→ **Activity**: Report the lines of the data below that contain the string "unwrap".

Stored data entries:
=-=-=

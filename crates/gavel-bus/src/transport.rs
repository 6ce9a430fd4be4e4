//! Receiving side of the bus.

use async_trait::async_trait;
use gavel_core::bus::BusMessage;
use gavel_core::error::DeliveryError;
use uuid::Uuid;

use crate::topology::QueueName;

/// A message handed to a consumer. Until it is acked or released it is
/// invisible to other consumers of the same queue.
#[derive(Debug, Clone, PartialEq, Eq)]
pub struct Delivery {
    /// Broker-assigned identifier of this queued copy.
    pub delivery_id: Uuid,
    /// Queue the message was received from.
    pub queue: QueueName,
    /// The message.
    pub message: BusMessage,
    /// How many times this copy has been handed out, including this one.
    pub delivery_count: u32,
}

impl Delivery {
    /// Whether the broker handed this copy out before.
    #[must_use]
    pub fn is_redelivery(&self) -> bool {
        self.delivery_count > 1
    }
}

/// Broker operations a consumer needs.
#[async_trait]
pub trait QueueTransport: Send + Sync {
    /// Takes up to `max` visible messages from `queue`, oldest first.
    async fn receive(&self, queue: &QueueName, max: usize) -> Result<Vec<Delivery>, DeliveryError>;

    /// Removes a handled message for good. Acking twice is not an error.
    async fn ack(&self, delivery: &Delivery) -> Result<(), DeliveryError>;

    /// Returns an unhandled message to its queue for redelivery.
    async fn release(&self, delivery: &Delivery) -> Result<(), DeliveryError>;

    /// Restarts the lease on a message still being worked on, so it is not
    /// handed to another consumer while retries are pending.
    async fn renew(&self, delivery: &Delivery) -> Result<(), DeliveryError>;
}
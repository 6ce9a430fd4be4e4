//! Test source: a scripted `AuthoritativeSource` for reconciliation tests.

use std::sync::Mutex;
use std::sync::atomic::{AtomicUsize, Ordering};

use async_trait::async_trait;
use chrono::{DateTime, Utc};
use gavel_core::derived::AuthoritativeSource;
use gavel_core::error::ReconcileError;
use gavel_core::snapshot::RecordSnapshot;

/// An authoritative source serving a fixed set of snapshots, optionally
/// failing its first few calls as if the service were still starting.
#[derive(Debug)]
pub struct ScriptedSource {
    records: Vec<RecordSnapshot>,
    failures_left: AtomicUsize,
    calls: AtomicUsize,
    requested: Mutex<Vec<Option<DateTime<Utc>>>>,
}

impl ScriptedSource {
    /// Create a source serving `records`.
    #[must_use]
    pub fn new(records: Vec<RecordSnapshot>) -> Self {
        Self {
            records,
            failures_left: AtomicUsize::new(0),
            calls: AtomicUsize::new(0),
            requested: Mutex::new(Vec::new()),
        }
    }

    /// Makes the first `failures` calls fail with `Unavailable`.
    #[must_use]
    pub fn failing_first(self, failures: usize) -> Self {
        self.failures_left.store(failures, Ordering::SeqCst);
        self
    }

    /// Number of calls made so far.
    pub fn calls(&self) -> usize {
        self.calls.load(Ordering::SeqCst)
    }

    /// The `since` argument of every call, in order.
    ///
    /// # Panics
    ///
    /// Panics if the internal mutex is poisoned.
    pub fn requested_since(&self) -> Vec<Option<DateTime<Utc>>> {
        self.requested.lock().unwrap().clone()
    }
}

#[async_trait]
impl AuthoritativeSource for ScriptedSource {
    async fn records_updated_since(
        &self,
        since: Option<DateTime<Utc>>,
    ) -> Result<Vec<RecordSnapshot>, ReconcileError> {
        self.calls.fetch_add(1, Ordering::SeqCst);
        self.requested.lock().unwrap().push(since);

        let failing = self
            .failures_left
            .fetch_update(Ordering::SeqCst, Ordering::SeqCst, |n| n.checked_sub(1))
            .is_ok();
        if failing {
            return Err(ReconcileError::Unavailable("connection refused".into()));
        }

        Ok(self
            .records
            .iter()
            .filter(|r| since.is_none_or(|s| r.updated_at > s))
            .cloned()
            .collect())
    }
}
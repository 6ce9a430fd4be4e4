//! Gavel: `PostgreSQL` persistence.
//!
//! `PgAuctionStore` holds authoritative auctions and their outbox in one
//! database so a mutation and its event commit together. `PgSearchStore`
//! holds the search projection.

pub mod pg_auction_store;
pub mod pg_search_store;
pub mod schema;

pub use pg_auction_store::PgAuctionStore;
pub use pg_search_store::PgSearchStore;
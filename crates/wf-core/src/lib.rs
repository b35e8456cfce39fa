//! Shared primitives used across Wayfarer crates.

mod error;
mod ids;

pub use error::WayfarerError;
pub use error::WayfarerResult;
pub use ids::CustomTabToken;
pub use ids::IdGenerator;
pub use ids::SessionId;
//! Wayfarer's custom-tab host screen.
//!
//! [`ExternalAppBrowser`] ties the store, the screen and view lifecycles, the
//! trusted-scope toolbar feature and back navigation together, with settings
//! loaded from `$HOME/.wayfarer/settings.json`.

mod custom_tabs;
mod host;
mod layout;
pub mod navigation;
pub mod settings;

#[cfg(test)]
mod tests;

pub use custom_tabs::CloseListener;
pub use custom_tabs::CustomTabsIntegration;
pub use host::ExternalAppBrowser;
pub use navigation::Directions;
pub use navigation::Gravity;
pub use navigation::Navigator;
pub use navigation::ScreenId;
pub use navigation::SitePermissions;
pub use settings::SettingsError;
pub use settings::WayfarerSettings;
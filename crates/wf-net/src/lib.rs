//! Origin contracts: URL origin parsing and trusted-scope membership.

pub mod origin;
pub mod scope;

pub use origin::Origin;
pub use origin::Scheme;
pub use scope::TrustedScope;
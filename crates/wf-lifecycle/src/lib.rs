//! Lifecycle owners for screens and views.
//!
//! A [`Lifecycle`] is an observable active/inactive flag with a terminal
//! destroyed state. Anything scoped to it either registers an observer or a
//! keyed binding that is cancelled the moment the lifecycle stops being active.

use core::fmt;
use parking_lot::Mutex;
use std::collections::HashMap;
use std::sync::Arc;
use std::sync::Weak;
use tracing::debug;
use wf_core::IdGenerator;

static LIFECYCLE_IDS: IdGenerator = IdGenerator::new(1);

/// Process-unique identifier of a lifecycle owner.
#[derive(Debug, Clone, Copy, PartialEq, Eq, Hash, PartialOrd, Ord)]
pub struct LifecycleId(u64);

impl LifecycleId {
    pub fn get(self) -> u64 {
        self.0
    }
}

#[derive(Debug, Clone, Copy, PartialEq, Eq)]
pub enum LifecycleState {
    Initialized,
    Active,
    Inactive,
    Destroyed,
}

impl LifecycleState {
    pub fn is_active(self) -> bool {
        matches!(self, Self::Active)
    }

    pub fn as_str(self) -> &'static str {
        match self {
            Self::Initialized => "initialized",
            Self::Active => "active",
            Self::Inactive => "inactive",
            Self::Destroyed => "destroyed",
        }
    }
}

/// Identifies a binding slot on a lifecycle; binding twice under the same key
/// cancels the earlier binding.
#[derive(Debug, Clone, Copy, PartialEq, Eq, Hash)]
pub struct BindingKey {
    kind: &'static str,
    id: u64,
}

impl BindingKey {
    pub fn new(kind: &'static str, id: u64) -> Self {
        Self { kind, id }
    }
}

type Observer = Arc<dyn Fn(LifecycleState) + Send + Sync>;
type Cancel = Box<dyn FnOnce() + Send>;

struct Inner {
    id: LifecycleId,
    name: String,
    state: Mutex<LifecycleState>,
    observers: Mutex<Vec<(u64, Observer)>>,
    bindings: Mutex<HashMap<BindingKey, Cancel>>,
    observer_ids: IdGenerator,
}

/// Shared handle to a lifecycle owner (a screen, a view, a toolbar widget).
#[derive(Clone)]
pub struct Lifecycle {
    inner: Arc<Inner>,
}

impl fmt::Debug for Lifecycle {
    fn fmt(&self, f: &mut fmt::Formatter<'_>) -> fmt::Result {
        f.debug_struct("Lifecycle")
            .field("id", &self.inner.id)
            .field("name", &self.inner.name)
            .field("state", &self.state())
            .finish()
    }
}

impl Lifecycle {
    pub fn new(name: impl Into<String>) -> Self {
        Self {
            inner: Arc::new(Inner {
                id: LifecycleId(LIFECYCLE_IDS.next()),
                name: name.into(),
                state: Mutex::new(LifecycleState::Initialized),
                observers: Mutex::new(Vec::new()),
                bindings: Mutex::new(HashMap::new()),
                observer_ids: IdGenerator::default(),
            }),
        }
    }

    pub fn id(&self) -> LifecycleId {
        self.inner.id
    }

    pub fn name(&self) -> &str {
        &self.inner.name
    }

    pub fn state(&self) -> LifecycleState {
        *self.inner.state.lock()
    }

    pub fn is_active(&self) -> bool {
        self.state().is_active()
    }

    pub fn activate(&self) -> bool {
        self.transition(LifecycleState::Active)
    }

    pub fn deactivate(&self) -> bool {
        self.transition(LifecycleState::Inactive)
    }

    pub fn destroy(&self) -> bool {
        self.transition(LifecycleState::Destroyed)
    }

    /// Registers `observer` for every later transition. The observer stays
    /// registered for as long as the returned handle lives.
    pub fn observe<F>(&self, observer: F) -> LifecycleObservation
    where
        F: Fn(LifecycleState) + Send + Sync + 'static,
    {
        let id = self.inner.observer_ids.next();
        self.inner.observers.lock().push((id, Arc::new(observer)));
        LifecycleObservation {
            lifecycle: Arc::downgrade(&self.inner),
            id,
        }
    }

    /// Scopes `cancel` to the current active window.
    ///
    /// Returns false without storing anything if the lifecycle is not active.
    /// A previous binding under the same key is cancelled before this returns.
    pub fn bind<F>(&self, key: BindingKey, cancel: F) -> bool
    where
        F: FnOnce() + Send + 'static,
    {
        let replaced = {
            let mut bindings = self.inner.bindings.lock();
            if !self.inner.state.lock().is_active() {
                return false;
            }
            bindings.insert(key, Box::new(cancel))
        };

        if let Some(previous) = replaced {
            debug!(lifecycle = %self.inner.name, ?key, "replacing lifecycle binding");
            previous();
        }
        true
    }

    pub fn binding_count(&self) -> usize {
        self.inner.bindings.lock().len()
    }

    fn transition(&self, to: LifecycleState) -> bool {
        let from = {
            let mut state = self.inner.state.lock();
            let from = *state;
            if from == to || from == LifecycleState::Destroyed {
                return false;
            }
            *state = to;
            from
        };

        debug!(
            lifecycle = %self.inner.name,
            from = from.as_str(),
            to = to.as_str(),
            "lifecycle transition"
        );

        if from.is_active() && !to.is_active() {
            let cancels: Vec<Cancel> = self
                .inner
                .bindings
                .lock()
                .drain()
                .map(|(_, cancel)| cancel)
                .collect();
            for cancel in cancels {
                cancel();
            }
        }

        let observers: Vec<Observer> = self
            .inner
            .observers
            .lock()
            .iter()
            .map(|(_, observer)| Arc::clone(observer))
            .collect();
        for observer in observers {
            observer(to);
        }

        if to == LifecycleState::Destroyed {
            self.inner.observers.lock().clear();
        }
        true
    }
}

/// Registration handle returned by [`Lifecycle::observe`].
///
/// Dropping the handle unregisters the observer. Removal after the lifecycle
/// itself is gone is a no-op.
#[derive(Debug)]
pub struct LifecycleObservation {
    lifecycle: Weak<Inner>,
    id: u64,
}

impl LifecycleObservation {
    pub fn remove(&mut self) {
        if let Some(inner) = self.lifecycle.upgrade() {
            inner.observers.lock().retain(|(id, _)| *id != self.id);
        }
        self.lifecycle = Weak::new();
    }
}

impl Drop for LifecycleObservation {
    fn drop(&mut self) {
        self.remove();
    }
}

=-=-=

→ **Completed exercise**:
        self.requested.lock().unwrap().clone()
        self.requested.lock().unwrap().push(since);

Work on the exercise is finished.